In March, Rep. Axne voted with a bipartisan majority of the House of Representatives to pass the Coronavirus Preparedness and Response Supplemental Appropriations Act, legislation allowing CMS and the Department of Health and Human Services (HHS) to waive requirements and restrictions for telehealth services during the coronavirus public health emergency.
The letter was also signed by Representatives Susan Wild (PA-07), Jim Hagedorn (MN-01), Thomas R. Suozzi (NY-03), TJ Cox (CA-21), Kendra S. Horn (OK-05), French Hill (AR-02), Michael F.Q. San Nicolas (GU-AL), David Trone (MD-06), Juan Vargas (CA-51), and Steven Horsford (NV-04).
The full letter can be found below:
Dear Administrator Verma:
We write expressing concern as to the urgent need for guidance from the Centers for Medicare and Medicaid Services (CMS) regarding payments to rural health care providers for telehealth services delivered during the novel coronavirus disease (COVID-19) emergency.
As you are aware, Congress allowed the Department of Health and Human Services (HHS) secretarial authority to waive requirements and restrictions for telehealth services during the coronavirus public health emergency as part of the Coronavirus Preparedness and Response Supplemental Appropriations Act, 2020. Section 1135 waivers allow additional secretarial authority to ensure continuity of care, including telehealth care, during a public health emergency. Expanding Medicare and Medicaid coverage of telehealth is critical to ensuring both patient and public health at this time.

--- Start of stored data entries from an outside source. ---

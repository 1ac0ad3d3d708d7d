//! Small error-formatting helpers shared across `quire-*` crates.

mod fmt;

pub use self::fmt::*;

pub type BoxedError = Box<dyn std::error::Error + Send + Sync + 'static>;
pub type BoxedErrorResult<T> = std::result::Result<T, BoxedError>;
pub type WhateverResult<T> = std::result::Result<T, snafu::Whatever>;
//! The relay multiplexer (§4.2): fan a filter-set out across a set of relay
//! URLs in parallel, dedup streamed events by id, and resolve on whichever
//! termination condition fires first.

pub mod filter;
pub mod multiplex;
pub mod pool;
pub mod sizing;
pub mod transport;

pub use filter::Filter;
pub use multiplex::{fetch, FetchPolicy, LOG_TARGET};
pub use pool::RelayPool;
pub use transport::{HandleState, RelayHandle, RelayMsg, RelaySubscription, RelayTransport, WsTransport};

#[cfg(test)]
mod tests {
    use std::collections::HashMap;
    use std::sync::Arc;
    use std::time::Duration;

    use async_trait::async_trait;
    use tokio::sync::Mutex;

    use quire_core::{AuthorKey, Event};

    use crate::filter::Filter;
    use crate::multiplex::{fetch, FetchPolicy};
    use crate::transport::{
        HandleState, RelayHandle, RelayMsg, RelaySubscription, RelayTransport, TransportResult,
    };

    struct FakeHandle {
        url: String,
    }

    #[async_trait]
    impl RelayHandle for FakeHandle {
        fn url(&self) -> &str {
            &self.url
        }
        fn state(&self) -> HandleState {
            HandleState::Connected
        }
    }

    /// One relay's scripted timeline: events, then an optional trailing
    /// eose, with a per-message delay before it's emitted.
    #[derive(Clone)]
    struct Script {
        messages: Vec<(Duration, RelayMsg)>,
    }

    struct FakeSubscription {
        messages: std::vec::IntoIter<(Duration, RelayMsg)>,
    }

    #[async_trait]
    impl RelaySubscription for FakeSubscription {
        async fn next(&mut self) -> Option<RelayMsg> {
            let (delay, msg) = self.messages.next()?;
            tokio::time::sleep(delay).await;
            Some(msg)
        }
        async fn close(&mut self) {}
    }

    struct FakeTransport {
        scripts: Mutex<HashMap<String, Script>>,
    }

    impl FakeTransport {
        fn new(scripts: HashMap<String, Script>) -> Self {
            Self {
                scripts: Mutex::new(scripts),
            }
        }
    }

    #[async_trait]
    impl RelayTransport for FakeTransport {
        async fn ensure_relay(&self, url: &str) -> TransportResult<Box<dyn RelayHandle>> {
            Ok(Box::new(FakeHandle {
                url: url.to_string(),
            }))
        }

        async fn subscribe(
            &self,
            handle: &dyn RelayHandle,
            _filters: &[Filter],
        ) -> TransportResult<Box<dyn RelaySubscription>> {
            let mut scripts = self.scripts.lock().await;
            let script = scripts.remove(handle.url()).unwrap_or(Script { messages: vec![] });
            Ok(Box::new(FakeSubscription {
                messages: script.messages.into_iter(),
            }))
        }
    }

    fn event(id: u8) -> Event {
        Event {
            id: quire_core::EventId([id; 32]),
            author: AuthorKey::ZERO,
            created_at: 0,
            kind: 30040,
            tags: vec![],
            content: String::new(),
        }
    }

    #[tokio::test]
    async fn empty_relay_set_yields_empty_result() {
        let transport = Arc::new(FakeTransport::new(HashMap::new()));
        let got = fetch(
            transport,
            vec![Filter::new()],
            &[],
            FetchPolicy {
                budget: Duration::from_secs(1),
                early_exit: false,
                min_results: 0,
            },
        )
        .await;
        assert!(got.is_empty());
    }

    #[tokio::test]
    async fn dedups_the_same_event_seen_on_two_relays() {
        let mut scripts = HashMap::new();
        scripts.insert(
            "relay-a".to_string(),
            Script {
                messages: vec![
                    (Duration::ZERO, RelayMsg::Event(event(1))),
                    (Duration::ZERO, RelayMsg::Eose),
                ],
            },
        );
        scripts.insert(
            "relay-b".to_string(),
            Script {
                messages: vec![
                    (Duration::ZERO, RelayMsg::Event(event(1))),
                    (Duration::ZERO, RelayMsg::Eose),
                ],
            },
        );
        let transport = Arc::new(FakeTransport::new(scripts));
        let got = fetch(
            transport,
            vec![Filter::new()],
            &["relay-a".to_string(), "relay-b".to_string()],
            FetchPolicy {
                budget: Duration::from_secs(1),
                early_exit: false,
                min_results: 0,
            },
        )
        .await;
        assert_eq!(got.len(), 1);
    }

    #[tokio::test]
    async fn early_exit_resolves_before_the_slow_relay_finishes() {
        let mut scripts = HashMap::new();
        scripts.insert(
            "fast".to_string(),
            Script {
                messages: vec![
                    (Duration::ZERO, RelayMsg::Event(event(1))),
                    (Duration::ZERO, RelayMsg::Eose),
                ],
            },
        );
        scripts.insert(
            "slow".to_string(),
            Script {
                messages: vec![(Duration::from_secs(10), RelayMsg::Eose)],
            },
        );
        let transport = Arc::new(FakeTransport::new(scripts));
        let start = tokio::time::Instant::now();
        let got = fetch(
            transport,
            vec![Filter::new()],
            &["fast".to_string(), "slow".to_string()],
            FetchPolicy {
                budget: Duration::from_secs(10),
                early_exit: true,
                min_results: 1,
            },
        )
        .await;
        assert_eq!(got.len(), 1);
        assert!(start.elapsed() < Duration::from_secs(1));
    }

    #[tokio::test]
    async fn budget_exhausted_returns_whatever_was_admitted_so_far() {
        let mut scripts = HashMap::new();
        scripts.insert(
            "stuck".to_string(),
            Script {
                messages: vec![
                    (Duration::ZERO, RelayMsg::Event(event(1))),
                    (Duration::from_secs(10), RelayMsg::Eose),
                ],
            },
        );
        let transport = Arc::new(FakeTransport::new(scripts));
        let got = fetch(
            transport,
            vec![Filter::new()],
            &["stuck".to_string()],
            FetchPolicy {
                budget: Duration::from_millis(50),
                early_exit: false,
                min_results: 0,
            },
        )
        .await;
        assert_eq!(got.len(), 1);
    }

    #[tokio::test]
    async fn a_failed_relay_counts_as_eose_for_early_exit() {
        struct MixedTransport {
            slow: Script,
        }
        #[async_trait]
        impl RelayTransport for MixedTransport {
            async fn ensure_relay(&self, url: &str) -> TransportResult<Box<dyn RelayHandle>> {
                if url == "broken" {
                    let err = tokio_tungstenite::connect_async("ws://127.0.0.1:0")
                        .await
                        .unwrap_err();
                    return Err(crate::transport::TransportError::Connect {
                        url: url.to_string(),
                        source: err,
                    });
                }
                Ok(Box::new(FakeHandle { url: url.to_string() }))
            }
            async fn subscribe(
                &self,
                _handle: &dyn RelayHandle,
                _filters: &[Filter],
            ) -> TransportResult<Box<dyn RelaySubscription>> {
                Ok(Box::new(FakeSubscription {
                    messages: self.slow.messages.clone().into_iter(),
                }))
            }
        }
        let transport = Arc::new(MixedTransport {
            slow: Script {
                messages: vec![(Duration::from_secs(10), RelayMsg::Eose)],
            },
        });
        let start = tokio::time::Instant::now();
        let got = fetch(
            transport,
            vec![Filter::new()],
            &["broken".to_string(), "slow".to_string()],
            FetchPolicy {
                budget: Duration::from_secs(10),
                early_exit: true,
                min_results: 0,
            },
        )
        .await;
        assert!(got.is_empty());
        assert!(start.elapsed() < Duration::from_secs(1));
    }

    #[tokio::test]
    async fn connect_failure_on_every_relay_yields_empty_set_not_an_error() {
        struct AlwaysFails;
        #[async_trait]
        impl RelayTransport for AlwaysFails {
            async fn ensure_relay(&self, url: &str) -> TransportResult<Box<dyn RelayHandle>> {
                let err = tokio_tungstenite::connect_async(format!("ws://{url}"))
                    .await
                    .unwrap_err();
                Err(crate::transport::TransportError::Connect {
                    url: url.to_string(),
                    source: err,
                })
            }
            async fn subscribe(
                &self,
                _handle: &dyn RelayHandle,
                _filters: &[Filter],
            ) -> TransportResult<Box<dyn RelaySubscription>> {
                unreachable!()
            }
        }
        let got = fetch(
            Arc::new(AlwaysFails),
            vec![Filter::new()],
            &["127.0.0.1:0".to_string()],
            FetchPolicy {
                budget: Duration::from_secs(1),
                early_exit: false,
                min_results: 0,
            },
        )
        .await;
        assert!(got.is_empty());
    }
}
//! Optional image recompression (§4.6), via the `image` crate as the
//! in-process stand-in for the spec's external image-processing
//! collaborator.

use image::codecs::jpeg::JpegEncoder;
use image::codecs::png::PngEncoder;
use image::{DynamicImage, GenericImageView, ImageEncoder};
use tracing::debug;

use crate::LOG_TARGET;

const JPEG_QUALITY: u8 = 85;
const PNG_CONVERT_THRESHOLD_BYTES: usize = 512 * 1024;
const MAX_DIMENSION: u32 = 1000;

fn clamp_dimensions(image: DynamicImage) -> DynamicImage {
    let (w, h) = image.dimensions();
    let longest = w.max(h);
    if longest <= MAX_DIMENSION {
        return image;
    }
    let scale = MAX_DIMENSION as f64 / longest as f64;
    let new_w = (w as f64 * scale).round().max(1.0) as u32;
    let new_h = (h as f64 * scale).round().max(1.0) as u32;
    image.resize(new_w, new_h, image::imageops::FilterType::Lanczos3)
}

fn encode_jpeg(image: &DynamicImage) -> Option<Vec<u8>> {
    let mut out = Vec::new();
    let rgb = image.to_rgb8();
    JpegEncoder::new_with_quality(&mut out, JPEG_QUALITY)
        .write_image(rgb.as_raw(), rgb.width(), rgb.height(), image::ExtendedColorType::Rgb8)
        .ok()?;
    Some(out)
}

fn encode_png(image: &DynamicImage) -> Option<Vec<u8>> {
    let mut out = Vec::new();
    let rgba = image.to_rgba8();
    PngEncoder::new_with_quality(
        &mut out,
        image::codecs::png::CompressionType::Best,
        image::codecs::png::FilterType::Adaptive,
    )
    .write_image(
        rgba.as_raw(),
        rgba.width(),
        rgba.height(),
        image::ExtendedColorType::Rgba8,
    )
    .ok()?;
    Some(out)
}

/// Recompresses `bytes` per §4.6's per-format table. Returns the
/// recompressed bytes along with their (possibly different) media type, or
/// `None` (keep the original) if decoding fails, or if the recompressed form
/// is not smaller than the input.
pub fn recompress(bytes: &[u8], content_type: &str) -> Option<(Vec<u8>, &'static str)> {
    let image = image::load_from_memory(bytes).ok()?;
    let image = clamp_dimensions(image);

    let (recompressed, out_content_type) = match content_type {
        "image/jpeg" => (encode_jpeg(&image)?, "image/jpeg"),
        "image/png" if bytes.len() > PNG_CONVERT_THRESHOLD_BYTES => (encode_jpeg(&image)?, "image/jpeg"),
        "image/png" => (encode_png(&image)?, "image/png"),
        // image's WebP encoder is lossless-only; approximate the spec's
        // "WebP quality 85" with the same lossy JPEG path used for large
        // PNGs, since a true lossy WebP re-encode isn't available here.
        "image/webp" => (encode_jpeg(&image)?, "image/jpeg"),
        _ => return None,
    };

    if recompressed.len() >= bytes.len() {
        debug!(target: LOG_TARGET, content_type, original = bytes.len(), recompressed = recompressed.len(), "recompression did not shrink, keeping original");
        return None;
    }
    Some((recompressed, out_content_type))
}

/// Decodes just enough of `bytes` to report its pixel dimensions; used by
/// tests to confirm the resize invariant.
pub fn decode_dimensions(bytes: &[u8]) -> Option<(u32, u32)> {
    image::load_from_memory(bytes).ok().map(|img| img.dimensions())
}

#[cfg(test)]
mod tests {
    use super::*;
    use image::{ImageBuffer, Rgb};

    fn sample_jpeg(w: u32, h: u32) -> Vec<u8> {
        let img: ImageBuffer<Rgb<u8>, Vec<u8>> = ImageBuffer::from_fn(w, h, |x, y| {
            Rgb([(x % 256) as u8, (y % 256) as u8, 128])
        });
        let mut out = Vec::new();
        JpegEncoder::new_with_quality(&mut out, 100)
            .write_image(img.as_raw(), w, h, image::ExtendedColorType::Rgb8)
            .expect("encode");
        out
    }

    /// A noisy (low-compressibility) PNG, large enough to cross the
    /// convert-to-jpeg size threshold regardless of PNG's own compression.
    fn sample_large_png(w: u32, h: u32) -> Vec<u8> {
        let mut state: u32 = 0x1234_5678;
        let mut next = || {
            state ^= state << 13;
            state ^= state >> 17;
            state ^= state << 5;
            state
        };
        let img: ImageBuffer<Rgb<u8>, Vec<u8>> =
            ImageBuffer::from_fn(w, h, |_, _| Rgb([(next() % 256) as u8, (next() % 256) as u8, (next() % 256) as u8]));
        let mut out = Vec::new();
        PngEncoder::new_with_quality(
            &mut out,
            image::codecs::png::CompressionType::Best,
            image::codecs::png::FilterType::Adaptive,
        )
        .write_image(img.as_raw(), w, h, image::ExtendedColorType::Rgb8)
        .expect("encode");
        out
    }

    #[test]
    fn recompressing_a_high_quality_jpeg_shrinks_it() {
        let original = sample_jpeg(200, 200);
        let result = recompress(&original, "image/jpeg");
        assert!(result.is_some());
        let (bytes, content_type) = result.unwrap();
        assert!(bytes.len() < original.len());
        assert_eq!(content_type, "image/jpeg");
    }

    #[test]
    fn oversized_dimensions_are_clamped_to_1000px() {
        let original = sample_jpeg(2000, 500);
        let (bytes, _) = recompress(&original, "image/jpeg").expect("recompresses");
        let (w, h) = decode_dimensions(&bytes).expect("decodes");
        assert_eq!(w, 1000);
        assert_eq!(h, 250);
    }

    #[test]
    fn small_dimensions_are_not_enlarged() {
        let original = sample_jpeg(100, 50);
        let result = recompress(&original, "image/jpeg");
        if let Some((bytes, _)) = result {
            let (w, h) = decode_dimensions(&bytes).expect("decodes");
            assert_eq!(w, 100);
            assert_eq!(h, 50);
        }
    }

    #[test]
    fn large_png_converts_to_jpeg_and_is_labeled_accordingly() {
        let original = sample_large_png(600, 600);
        assert!(original.len() > PNG_CONVERT_THRESHOLD_BYTES);
        let (_, content_type) = recompress(&original, "image/png").expect("recompresses");
        assert_eq!(content_type, "image/jpeg");
    }

    #[test]
    fn webp_recompresses_to_jpeg_and_is_labeled_accordingly() {
        let original = sample_jpeg(200, 200);
        let (_, content_type) = recompress(&original, "image/webp").expect("recompresses");
        assert_eq!(content_type, "image/jpeg");
    }

    #[test]
    fn unrecognized_content_type_is_left_untouched() {
        assert!(recompress(b"not an image", "application/octet-stream").is_none());
    }
}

We have heard concerns, however, from rural health care providers about their ability to receive reimbursement for telehealth care. For rural communities—which tend to rely more heavily on Medicare and Medicaid—COVID-19 has heightened existing challenges, like internet access. Whereas 98.3% of urban residents have access to broadband internet, only 73.6% of rural residents have access. Nationwide, 15% of rural residents do not use the internet. We worry that, given differential internet access between rural and urban residents, the requirement that telehealth services use a real-time, interactive audio and video communications system may discourage full utilization of telehealth services. During this public health emergency, CMS must work to support telehealth solutions for patients and providers without furthering health inequities between rural and urban areas.
While some telehealth issues—like permitting Federally Qualified Health Centers (FQHCs) and Rural Health Clinics (RHCs) to serve as distant site providers—have been resolved, rural health care providers need additional guidance from CMS. It has been reported that, without finalized telehealth coverage and payment guidance, these providers are conducting telehealth visits hoping that they will be reimbursed.
Our rural hospitals, health care facilities, and clinics are an indispensable resource that serve millions of patients in America’s rural communities, and we encourage CMS to explore removing restrictions that may impede delivery of telehealth care and prioritize finalizing telehealth guidance for rural health care providers.
We appreciate your attention to this important matter.